Find every line in the records below that holds the word "receiver", and copy each one.

** Records supplied follows **

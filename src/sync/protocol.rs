use serde::{Deserialize, Serialize};

use crate::error::{Result, SyncError};

/// Sender value used on server-originated code snapshots. Session ids are
/// random alphanumerics, so no client ever matches this and every receiver
/// applies the snapshot.
pub const SNAPSHOT_SENDER: &str = "server";

/// Events a client may send to the service
#[derive(Debug, Clone, PartialEq, Serialize, Deserialize)]
#[serde(tag = "type", rename_all = "snake_case")]
pub enum ClientEvent {
    /// Request membership in a room
    JoinRoom { room: String },

    /// Propose new code for the room. `sender` must be the session's own
    /// identity as delivered in the `connected` handshake.
    CodeChange {
        room: String,
        code: String,
        sender: String,
    },

    /// Exit the current room without dropping the transport
    LeaveRoom,
}

/// Events the service sends to clients
#[derive(Debug, Clone, PartialEq, Serialize, Deserialize)]
#[serde(tag = "type", rename_all = "snake_case")]
pub enum ServerEvent {
    /// Transport handshake, one-time: the session's identity for echo
    /// comparison against `code_update.sender`
    #[serde(rename_all = "camelCase")]
    Connected { session_id: String },

    /// One-time per session, on successful join
    #[serde(rename_all = "camelCase")]
    RoleAssigned { is_mentor: bool },

    /// Membership count changed
    #[serde(rename_all = "camelCase")]
    RoomUpdate { student_count: usize },

    /// New shared state. Delivered to every member including the sender;
    /// the receiver discards `code` when `sender` matches its own session
    /// id but always applies `isSolved`.
    #[serde(rename_all = "camelCase")]
    CodeUpdate {
        code: String,
        is_solved: bool,
        sender: String,
    },

    /// Room dissolved, client must exit
    MentorLeft,

    /// Join rejected
    RoomNotFound { message: String },

    /// Generic operation failure, sent to the originating client only
    Error { message: String },
}

impl ServerEvent {
    pub fn to_text(&self) -> Result<String> {
        Ok(serde_json::to_string(self)?)
    }
}

/// Parse a raw client frame, rejecting anything that does not match a
/// known event schema.
pub fn decode_client_event(text: &str) -> Result<ClientEvent> {
    serde_json::from_str(text).map_err(|e| SyncError::invalid_payload(e.to_string()))
}

#[cfg(test)]
mod tests {
    use super::*;
    use serde_json::json;

    #[test]
    fn test_join_room_wire_format() {
        let event = decode_client_event(r#"{"type":"join_room","room":"r1"}"#).unwrap();
        assert_eq!(
            event,
            ClientEvent::JoinRoom {
                room: "r1".to_string()
            }
        );
    }

    #[test]
    fn test_code_change_wire_format() {
        let event = decode_client_event(
            r#"{"type":"code_change","room":"r1","code":"let x = 2;","sender":"abc"}"#,
        )
        .unwrap();
        assert_eq!(
            event,
            ClientEvent::CodeChange {
                room: "r1".to_string(),
                code: "let x = 2;".to_string(),
                sender: "abc".to_string(),
            }
        );
    }

    #[test]
    fn test_leave_room_wire_format() {
        let event = decode_client_event(r#"{"type":"leave_room"}"#).unwrap();
        assert_eq!(event, ClientEvent::LeaveRoom);
    }

    #[test]
    fn test_malformed_payloads_rejected() {
        // unknown event name
        assert!(decode_client_event(r#"{"type":"make_coffee"}"#).is_err());
        // missing field
        assert!(decode_client_event(r#"{"type":"join_room"}"#).is_err());
        // wrong field type
        assert!(decode_client_event(r#"{"type":"join_room","room":7}"#).is_err());
        // not json at all
        assert!(decode_client_event("hello").is_err());
    }

    #[test]
    fn test_server_event_payload_casing() {
        let text = ServerEvent::RoleAssigned { is_mentor: true }.to_text().unwrap();
        assert_eq!(
            serde_json::from_str::<serde_json::Value>(&text).unwrap(),
            json!({"type": "role_assigned", "isMentor": true})
        );

        let text = ServerEvent::RoomUpdate { student_count: 3 }.to_text().unwrap();
        assert_eq!(
            serde_json::from_str::<serde_json::Value>(&text).unwrap(),
            json!({"type": "room_update", "studentCount": 3})
        );

        let text = ServerEvent::CodeUpdate {
            code: "let x = 2;".to_string(),
            is_solved: false,
            sender: "abc".to_string(),
        }
        .to_text()
        .unwrap();
        assert_eq!(
            serde_json::from_str::<serde_json::Value>(&text).unwrap(),
            json!({
                "type": "code_update",
                "code": "let x = 2;",
                "isSolved": false,
                "sender": "abc"
            })
        );
    }

    #[test]
    fn test_connected_handshake_format() {
        let text = ServerEvent::Connected {
            session_id: "abc123".to_string(),
        }
        .to_text()
        .unwrap();
        assert_eq!(
            serde_json::from_str::<serde_json::Value>(&text).unwrap(),
            json!({"type": "connected", "sessionId": "abc123"})
        );
    }

    #[test]
    fn test_mentor_left_has_no_payload() {
        let text = ServerEvent::MentorLeft.to_text().unwrap();
        assert_eq!(
            serde_json::from_str::<serde_json::Value>(&text).unwrap(),
            json!({"type": "mentor_left"})
        );
    }

    #[test]
    fn test_room_not_found_and_error_carry_message() {
        let text = ServerEvent::RoomNotFound {
            message: "Room r9 not found".to_string(),
        }
        .to_text()
        .unwrap();
        let value: serde_json::Value = serde_json::from_str(&text).unwrap();
        assert_eq!(value["type"], "room_not_found");
        assert_eq!(value["message"], "Room r9 not found");

        let text = ServerEvent::Error {
            message: "boom".to_string(),
        }
        .to_text()
        .unwrap();
        let value: serde_json::Value = serde_json::from_str(&text).unwrap();
        assert_eq!(value["type"], "error");
        assert_eq!(value["message"], "boom");
    }

    #[test]
    fn test_server_event_roundtrip() {
        let event = ServerEvent::CodeUpdate {
            code: "x".to_string(),
            is_solved: true,
            sender: SNAPSHOT_SENDER.to_string(),
        };
        let parsed: ServerEvent = serde_json::from_str(&event.to_text().unwrap()).unwrap();
        assert_eq!(parsed, event);
    }
}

** End of Records supplied **

Exercise response -
/// random alphanumerics, so no client ever matches this and every receiver
    /// the receiver discards `code` when `sender` matches its own session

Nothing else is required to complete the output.